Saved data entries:
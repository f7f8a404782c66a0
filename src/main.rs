use newsdesk::{
    AppState,
    config::{AppConfig, Env},
    create_router,
    repository::{PostgresRepository, RepositoryState},
    storage::{S3StorageClient, StorageState},
};
use sqlx::postgres::PgPoolOptions;
use std::sync::Arc;
use tokio::net::TcpListener;
use tracing_subscriber::{layer::SubscriberExt, util::SubscriberInitExt};

/// Entry point: configuration, logging, database (with migrations),
/// storage, then the HTTP server.
#[tokio::main]
async fn main() {
    // Load .env before the configuration reads the environment. Missing
    // production secrets abort startup here.
    dotenv::dotenv().ok();
    let config = AppConfig::load();

    let env_filter = tracing_subscriber::EnvFilter::try_from_default_env()
        .unwrap_or_else(|_| "newsdesk=debug,tower_http=info,axum=trace".into());

    // Pretty logs for local debugging, JSON for log aggregation in
    // production.
    match config.env {
        Env::Local => {
            tracing_subscriber::registry()
                .with(env_filter)
                .with(tracing_subscriber::fmt::layer().pretty())
                .init();
        }
        Env::Production => {
            tracing_subscriber::registry()
                .with(env_filter)
                .with(tracing_subscriber::fmt::layer().json())
                .init();
        }
    }

    tracing::info!("Application starting in {:?} mode", config.env);

    let pool = PgPoolOptions::new()
        .max_connections(5)
        .connect(&config.db_url)
        .await
        .expect("FATAL: Failed to connect to Postgres. Check DATABASE_URL.");

    sqlx::migrate!("./migrations")
        .run(&pool)
        .await
        .expect("FATAL: Failed to run database migrations.");

    let repo = Arc::new(PostgresRepository::new(pool)) as RepositoryState;

    let s3_client = S3StorageClient::new(
        &config.s3_endpoint,
        &config.s3_region,
        &config.s3_key,
        &config.s3_secret,
        &config.s3_bucket,
    );

    // Provision the MinIO bucket when running locally.
    if config.env == Env::Local {
        use newsdesk::storage::StorageService;
        s3_client.ensure_bucket_exists().await;
    }

    let storage = Arc::new(s3_client) as StorageState;

    let app_state = AppState {
        repo,
        storage,
        config,
    };

    let app = create_router(app_state);

    let listener = TcpListener::bind("0.0.0.0:3000")
        .await
        .expect("FATAL: Failed to bind 0.0.0.0:3000");

    tracing::info!("Listening on 0.0.0.0:3000");
    tracing::info!("API documentation available at http://localhost:3000/swagger-ui");

    axum::serve(listener, app)
        .await
        .expect("FATAL: server error");
}
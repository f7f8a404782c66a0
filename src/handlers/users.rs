use crate::{
    AppState,
    auth::{self, AuthUser},
    error::ApiError,
    models::{LoginRequest, LoginResponse, NewUser, RegisterRequest, Role, UserProfile},
    policy::{self, Capability},
};
use axum::{Json, extract::State, http::StatusCode};

/// register_user
///
/// [Public Route] Creates a new account. The requested role is restricted
/// to `user`/`reporter`; admin accounts are never self-registered. The
/// password is hashed before it reaches the repository and the email must
/// be unique.
#[utoipa::path(
    post,
    path = "/register",
    request_body = RegisterRequest,
    responses(
        (status = 201, description = "Registered", body = UserProfile),
        (status = 400, description = "Invalid input"),
        (status = 409, description = "Email already exists")
    )
)]
pub async fn register_user(
    State(state): State<AppState>,
    Json(payload): Json<RegisterRequest>,
) -> Result<(StatusCode, Json<UserProfile>), ApiError> {
    if payload.username.trim().is_empty() {
        return Err(ApiError::validation("Username is required"));
    }
    if payload.email.trim().is_empty() || !payload.email.contains('@') {
        return Err(ApiError::validation("Please include a valid email"));
    }
    if payload.password.len() < 6 {
        return Err(ApiError::validation("Password must be 6 or more characters"));
    }

    let role = payload.role.unwrap_or(Role::User);
    if role == Role::Admin {
        return Err(ApiError::validation("Invalid role"));
    }

    if state
        .repo
        .find_user_by_email(payload.email.trim())
        .await
        .is_some()
    {
        return Err(ApiError::conflict("Email already exists."));
    }

    let password_hash = auth::hash_password(&payload.password)?;

    let user = state
        .repo
        .create_user(NewUser {
            username: payload.username.trim().to_string(),
            email: payload.email.trim().to_string(),
            password_hash,
            role,
            bio: payload.bio.unwrap_or_default(),
        })
        .await
        .ok_or_else(|| ApiError::internal("Failed to register user"))?;

    Ok((StatusCode::CREATED, Json(user.into())))
}

/// login_user
///
/// [Public Route] Verifies credentials and issues a one-hour bearer token.
/// An unknown email is distinguished from a wrong password, matching the
/// original API contract.
#[utoipa::path(
    post,
    path = "/login",
    request_body = LoginRequest,
    responses(
        (status = 200, description = "Login successful", body = LoginResponse),
        (status = 401, description = "Invalid credentials"),
        (status = 404, description = "User not found")
    )
)]
pub async fn login_user(
    State(state): State<AppState>,
    Json(payload): Json<LoginRequest>,
) -> Result<Json<LoginResponse>, ApiError> {
    let user = state
        .repo
        .find_user_by_email(payload.email.trim())
        .await
        .ok_or_else(|| ApiError::not_found("User not found."))?;

    if !auth::verify_password(&payload.password, &user.password_hash) {
        return Err(ApiError::authentication("Invalid credentials."));
    }

    let token = auth::issue_token(user.id, &state.config)?;

    Ok(Json(LoginResponse {
        token,
        role: user.role,
        user_id: user.id,
        username: user.username,
    }))
}

/// get_profile
///
/// [Authenticated Route] Returns the caller's own account record.
#[utoipa::path(
    get,
    path = "/profile",
    responses(
        (status = 200, description = "Profile", body = UserProfile),
        (status = 404, description = "User not found")
    )
)]
pub async fn get_profile(
    AuthUser { id, .. }: AuthUser,
    State(state): State<AppState>,
) -> Result<Json<UserProfile>, ApiError> {
    let user = state
        .repo
        .get_user(id)
        .await
        .ok_or_else(|| ApiError::not_found("User not found."))?;

    Ok(Json(user.into()))
}

/// list_users
///
/// [Admin Route] Lists every account for the management console.
#[utoipa::path(
    get,
    path = "/admin/users",
    responses((status = 200, description = "All users", body = [UserProfile]))
)]
pub async fn list_users(
    auth: AuthUser,
    State(state): State<AppState>,
) -> Result<Json<Vec<UserProfile>>, ApiError> {
    policy::require(&auth, Capability::Admin)?;
    Ok(Json(state.repo.list_users().await))
}
use crate::{AppState, handlers};
use axum::{
    Router,
    routing::{get, post},
};

/// Public Router Module
///
/// Endpoints accessible without a credential. The news detail route
/// accepts an optional token so authors and admins can see their own
/// unapproved items; everything else serves only approved or inherently
/// public data.
pub fn public_routes() -> Router<AppState> {
    Router::new()
        // GET /health
        // Monitoring endpoint; returns "ok" with no side effects.
        .route("/health", get(|| async { "ok" }))
        // POST /register, POST /login
        // Account creation and session issuance.
        .route("/register", post(handlers::register_user))
        .route("/login", post(handlers::login_user))
        // GET /news?category=...
        // Approved items only; the restriction is unconditional in the
        // repository query.
        .route("/news", get(handlers::list_news))
        // GET /news/{id}
        // Visibility-gated detail view. Invalid optional credentials fall
        // back to anonymous access.
        .route("/news/{id}", get(handlers::get_news_by_id))
        // GET /news/{id}/comments
        .route("/news/{id}/comments", get(handlers::get_comments))
        // GET /jobs
        // The public job board.
        .route("/jobs", get(handlers::list_jobs))
        // GET /categories
        .route("/categories", get(handlers::get_categories))
        // GET /site-config
        // Landing-page hero configuration.
        .route("/site-config", get(handlers::get_site_config))
        // POST /contact
        // Contact form submissions, stored for the admin inbox.
        .route("/contact", post(handlers::submit_contact_message))
}
use crate::{
    auth::AuthUser,
    error::ApiError,
    models::{NewsItem, NewsStatus, Role, Task},
};

/// Capability
///
/// A named permission checked before a state transition is allowed. Every
/// protected operation names exactly one capability; the gate is evaluated
/// synchronously per request from the caller's resolved identity and keeps
/// no state between calls.
#[derive(Debug, Clone, Copy, PartialEq, Eq)]
pub enum Capability {
    /// Caller's role must be `admin`.
    Admin,
    /// Caller's role must be `reporter` or `admin`.
    ReporterOrAdmin,
}

/// require
///
/// The single policy-evaluation function consumed by every transition.
/// Returns `AuthorizationError` with a reason when the caller's role does
/// not satisfy the named capability.
pub fn require(caller: &AuthUser, capability: Capability) -> Result<(), ApiError> {
    match capability {
        Capability::Admin => {
            if caller.role == Role::Admin {
                Ok(())
            } else {
                Err(ApiError::authorization("Access denied. Admins only."))
            }
        }
        Capability::ReporterOrAdmin => {
            if caller.role == Role::Reporter || caller.role == Role::Admin {
                Ok(())
            } else {
                Err(ApiError::authorization(
                    "Access denied. Reporters or Admins only.",
                ))
            }
        }
    }
}

/// can_view_news
///
/// Visibility predicate for a single news item: an approved item is visible
/// to anyone; a pending or rejected item only to its author or an admin.
pub fn can_view_news(item: &NewsItem, caller: Option<&AuthUser>) -> bool {
    if item.status == NewsStatus::Approved {
        return true;
    }
    match caller {
        Some(user) => user.role == Role::Admin || user.id == item.author,
        None => false,
    }
}

/// require_task_assignee
///
/// Task status transitions require the caller to be the assigned reporter;
/// admins bypass the ownership check.
pub fn require_task_assignee(caller: &AuthUser, task: &Task) -> Result<(), ApiError> {
    if caller.role == Role::Admin || caller.id == task.assigned_to {
        Ok(())
    } else {
        Err(ApiError::authorization("This task is not assigned to you."))
    }
}

#[cfg(test)]
mod tests {
    use super::*;
    use uuid::Uuid;

    fn caller(role: Role) -> AuthUser {
        AuthUser {
            id: Uuid::new_v4(),
            role,
        }
    }

    #[test]
    fn admin_capability_rejects_non_admin_roles() {
        assert!(require(&caller(Role::Admin), Capability::Admin).is_ok());
        assert!(require(&caller(Role::Reporter), Capability::Admin).is_err());
        assert!(require(&caller(Role::User), Capability::Admin).is_err());
    }

    #[test]
    fn reporter_or_admin_capability() {
        assert!(require(&caller(Role::Admin), Capability::ReporterOrAdmin).is_ok());
        assert!(require(&caller(Role::Reporter), Capability::ReporterOrAdmin).is_ok());
        assert!(require(&caller(Role::User), Capability::ReporterOrAdmin).is_err());
    }

    #[test]
    fn pending_news_is_hidden_from_anonymous_and_strangers() {
        let author = Uuid::new_v4();
        let item = NewsItem {
            author,
            status: NewsStatus::Pending,
            ..NewsItem::default()
        };

        assert!(!can_view_news(&item, None));
        assert!(!can_view_news(&item, Some(&caller(Role::User))));
        assert!(can_view_news(&item, Some(&caller(Role::Admin))));

        let owner = AuthUser {
            id: author,
            role: Role::Reporter,
        };
        assert!(can_view_news(&item, Some(&owner)));
    }

    #[test]
    fn approved_news_is_visible_to_everyone() {
        let item = NewsItem {
            status: NewsStatus::Approved,
            ..NewsItem::default()
        };
        assert!(can_view_news(&item, None));
    }

    #[test]
    fn task_transition_requires_assignee_or_admin() {
        let assignee = caller(Role::Reporter);
        let task = Task {
            assigned_to: assignee.id,
            ..Task::default()
        };

        assert!(require_task_assignee(&assignee, &task).is_ok());
        assert!(require_task_assignee(&caller(Role::Admin), &task).is_ok());
        assert!(require_task_assignee(&caller(Role::Reporter), &task).is_err());
    }
}
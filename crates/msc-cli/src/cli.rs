// Dweve MSC - SocialCalc save format validator
//
// Copyright (c) 2025 Dweve IP B.V. and individual contributors.
//
// SPDX-License-Identifier: Apache-2.0
//
// Licensed under the Apache License, Version 2.0 (the "License");
// you may not use this file except in compliance with the License.
// You may obtain a copy of the License in the LICENSE file at the
// root of this repository or at: http://www.apache.org/licenses/LICENSE-2.0
//
// Unless required by applicable law or agreed to in writing, software
// distributed under the License is distributed on an "AS IS" BASIS,
// WITHOUT WARRANTIES OR CONDITIONS OF ANY KIND, either express or implied.
// See the License for the specific language governing permissions and
// limitations under the License.

//! Command-line argument definitions.

use crate::commands::{self, Source};
use crate::error::CliError;
use clap::Parser;
use msc_core::{ValidationLevel, ValidatorOptions, DEFAULT_MAX_ERRORS};
use std::path::PathBuf;

/// Validate SocialCalc (MSC) save files.
///
/// # Examples
///
/// ```bash
/// # Validate a file at every level
/// msc-validate sheet.msc
///
/// # Syntax checks only, warnings as errors
/// msc-validate sheet.msc --level 1 --strict
///
/// # Validate inline text
/// msc-validate --string 'version:1.5\ncell:A1:v:10'
/// ```
#[derive(Parser, Debug)]
#[command(name = "msc-validate")]
#[command(author, version, about = "SocialCalc save format validator", long_about = None)]
pub struct Cli {
    /// Save file to validate
    pub file: Option<PathBuf>,

    /// Validate this text instead of a file (`\n` is read as a newline)
    #[arg(short, long, value_name = "TEXT")]
    pub string: Option<String>,

    /// Validation level: 1 (syntax), 2 (syntax + semantic), 3 or all
    #[arg(short, long, default_value = "all")]
    pub level: ValidationLevel,

    /// Trace each validation step on stderr
    #[arg(short, long)]
    pub verbose: bool,

    /// Treat warnings as errors
    #[arg(long)]
    pub strict: bool,

    /// Stop after this many errors
    #[arg(long, value_name = "N", default_value_t = DEFAULT_MAX_ERRORS)]
    pub max_errors: usize,

    /// Print the result as JSON
    #[arg(long)]
    pub json: bool,
}

impl Cli {
    /// The input to validate; `--string` wins over a file path.
    pub fn source(&self) -> Result<Source, CliError> {
        match (&self.string, &self.file) {
            (Some(text), _) => Ok(Source::Inline(text.clone())),
            (None, Some(path)) => Ok(Source::File(path.clone())),
            (None, None) => Err(CliError::invalid_input(
                "No input specified. Use a file path or --string option",
            )),
        }
    }

    pub fn options(&self) -> ValidatorOptions {
        ValidatorOptions::builder()
            .level(self.level)
            .verbose(self.verbose)
            .strict(self.strict)
            .max_errors(self.max_errors)
            .build()
    }

    /// Run the validation described by the arguments.
    ///
    /// # Errors
    ///
    /// Propagates every [`CliError`] from [`commands::validate`], including
    /// [`CliError::ValidationFailed`] when the document has errors.
    pub fn execute(&self) -> Result<(), CliError> {
        let source = self.source()?;
        commands::validate(&source, self.level, self.options(), self.json)
    }
}

#[cfg(test)]
mod tests {
    use super::*;
    use clap::CommandFactory;

    #[test]
    fn test_cli_definition() {
        Cli::command().debug_assert();
    }

    #[test]
    fn test_defaults() {
        let cli = Cli::try_parse_from(["msc-validate", "sheet.msc"]).unwrap();
        assert_eq!(cli.level, ValidationLevel::Logic);
        assert_eq!(cli.max_errors, DEFAULT_MAX_ERRORS);
        assert_eq!(cli.options(), ValidatorOptions::default());
        assert_eq!(cli.source().unwrap(), Source::File(PathBuf::from("sheet.msc")));
    }

    #[test]
    fn test_string_wins_over_file() {
        let cli = Cli::try_parse_from(["msc-validate", "sheet.msc", "--string", "version:1.5"]).unwrap();
        assert_eq!(cli.source().unwrap(), Source::Inline("version:1.5".to_string()));
    }

    #[test]
    fn test_no_input() {
        let cli = Cli::try_parse_from(["msc-validate"]).unwrap();
        assert!(matches!(cli.source(), Err(CliError::InvalidInput(_))));
    }

    #[test]
    fn test_level_and_flags() {
        let cli = Cli::try_parse_from([
            "msc-validate",
            "x.msc",
            "--level",
            "2",
            "--strict",
            "--max-errors",
            "5",
        ])
        .unwrap();
        let opts = cli.options();
        assert!(opts.enable_semantic_level);
        assert!(!opts.enable_logic_level);
        assert!(opts.strict_mode);
        assert_eq!(opts.max_errors, 5);
    }

    #[test]
    fn test_unknown_level_rejected() {
        assert!(Cli::try_parse_from(["msc-validate", "x.msc", "--level", "5"]).is_err());
    }
}
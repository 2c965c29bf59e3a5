// Dweve MSC - SocialCalc save format validator
//
// Copyright (c) 2025 Dweve IP B.V. and individual contributors.
//
// SPDX-License-Identifier: Apache-2.0
//
// Licensed under the Apache License, Version 2.0 (the "License");
// you may not use this file except in compliance with the License.
// You may obtain a copy of the License in the LICENSE file at the
// root of this repository or at: http://www.apache.org/licenses/LICENSE-2.0
//
// Unless required by applicable law or agreed to in writing, software
// distributed under the License is distributed on an "AS IS" BASIS,
// WITHOUT WARRANTIES OR CONDITIONS OF ANY KIND, either express or implied.
// See the License for the specific language governing permissions and
// limitations under the License.

//! CLI command implementations

mod validate;

pub use validate::{validate, write_banner, write_report, Source};

use crate::error::CliError;
use std::fs;
use std::path::Path;

/// Default maximum input file size (100 MB).
pub const DEFAULT_MAX_FILE_SIZE: u64 = 100 * 1024 * 1024;

/// Environment variable overriding [`DEFAULT_MAX_FILE_SIZE`], in bytes.
pub const MAX_FILE_SIZE_ENV: &str = "MSC_MAX_FILE_SIZE";

fn max_file_size() -> u64 {
    std::env::var(MAX_FILE_SIZE_ENV)
        .ok()
        .and_then(|s| s.parse::<u64>().ok())
        .unwrap_or(DEFAULT_MAX_FILE_SIZE)
}

/// Read a file as UTF-8, refusing files over the size limit.
pub fn read_file(path: &Path) -> Result<String, CliError> {
    let metadata = fs::metadata(path).map_err(|e| CliError::io_error(path, e))?;

    let max = max_file_size();
    if metadata.len() > max {
        return Err(CliError::file_too_large(path, metadata.len(), max));
    }

    fs::read_to_string(path).map_err(|e| CliError::io_error(path, e))
}

/// Turn literal `\n` sequences from a command-line string into newlines.
pub fn unescape_newlines(text: &str) -> String {
    text.replace("\\n", "\n")
}
// Dweve MSC - SocialCalc save format validator
//
// Copyright (c) 2025 Dweve IP B.V. and individual contributors.
//
// SPDX-License-Identifier: Apache-2.0
//
// Licensed under the Apache License, Version 2.0 (the "License");
// you may not use this file except in compliance with the License.
// You may obtain a copy of the License in the LICENSE file at the
// root of this repository or at: http://www.apache.org/licenses/LICENSE-2.0
//
// Unless required by applicable law or agreed to in writing, software
// distributed under the License is distributed on an "AS IS" BASIS,
// WITHOUT WARRANTIES OR CONDITIONS OF ANY KIND, either express or implied.
// See the License for the specific language governing permissions and
// limitations under the License.

//! Version check and per-line grammar.
//!
//! Every check here reports at [`Level::Syntax`]. Cell lines additionally
//! hand their style references and formulas to [`crate::semantic`], and
//! register cells and named ranges for the logic pass.

use crate::context::ValidationContext;
use crate::diagnostic::Level;
use crate::formula;
use crate::lex;
use crate::line::{self, AttrValue, AttributeError, CellAttr, LineKind, ParsedAttr};
use crate::registry::StyleCategory;
use crate::semantic;

/// Save-format versions this validator knows about.
pub const KNOWN_VERSIONS: &[&str] = &["1.0", "1.1", "1.2", "1.3", "1.4", "1.5"];

/// `vtf` value types.
pub const VALUE_TYPES: &[&str] = &["n", "nt", "nd", "ndt", "n$", "n%", "nl", "e"];

const BORDER_STYLES: &[&str] = &["solid", "dashed", "dotted", "double", "none"];
const ALIGNMENTS: &[&str] = &["left", "center", "right"];

fn line_number(index: usize) -> u32 {
    u32::try_from(index + 1).unwrap_or(u32::MAX)
}

/// Check that the first non-blank line declares the format version.
///
/// Returns `false` when the document must not be validated further.
pub fn check_version(ctx: &mut ValidationContext, lines: &[&str]) -> bool {
    let first = lines
        .iter()
        .map(|l| l.trim())
        .enumerate()
        .find(|(_, l)| !l.is_empty());
    let (line_no, first) = match first {
        Some((index, text)) => (line_number(index), text),
        None => (1, ""),
    };

    if !first.starts_with("version:") {
        ctx.diagnostics.error(
            line_no,
            Level::Syntax,
            "First line must be version declaration (e.g., version:1.5)",
        );
        return false;
    }

    let parts: Vec<&str> = first.split(':').collect();
    if parts.len() != 2 {
        ctx.diagnostics.error(
            line_no,
            Level::Syntax,
            format!("Invalid version line format. Expected 'version:X.X', got '{}'", first),
        );
        return false;
    }

    let version = parts[1];
    ctx.sheet.version = Some(version.to_string());
    if !KNOWN_VERSIONS.contains(&version) {
        ctx.diagnostics.warning(
            line_no,
            Level::Syntax,
            format!(
                "Unknown version '{}'. Known versions: {}",
                version,
                KNOWN_VERSIONS.join(", ")
            ),
        );
    }

    ctx.stats.syntax_checks += 1;
    ctx.trace(format_args!("✓ Version {} validated", version));
    true
}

--- Task description ---
The first line of the entries, the line with "dotenv::dotenv().ok();", and every line between them should be retyped exactly, and nothing else.

--- Result below ---
repository f7f8a404782c66a0
filename src/main.rs
use newsdesk::{
    AppState,
    config::{AppConfig, Env},
    create_router,
    repository::{PostgresRepository, RepositoryState},
    storage::{S3StorageClient, StorageState},
};
use sqlx::postgres::PgPoolOptions;
use std::sync::Arc;
use tokio::net::TcpListener;
use tracing_subscriber::{layer::SubscriberExt, util::SubscriberInitExt};

/// Entry point: configuration, logging, database (with migrations),
/// storage, then the HTTP server.
#[tokio::main]
async fn main() {
    // Load .env before the configuration reads the environment. Missing
    // production secrets abort startup here.
    dotenv::dotenv().ok();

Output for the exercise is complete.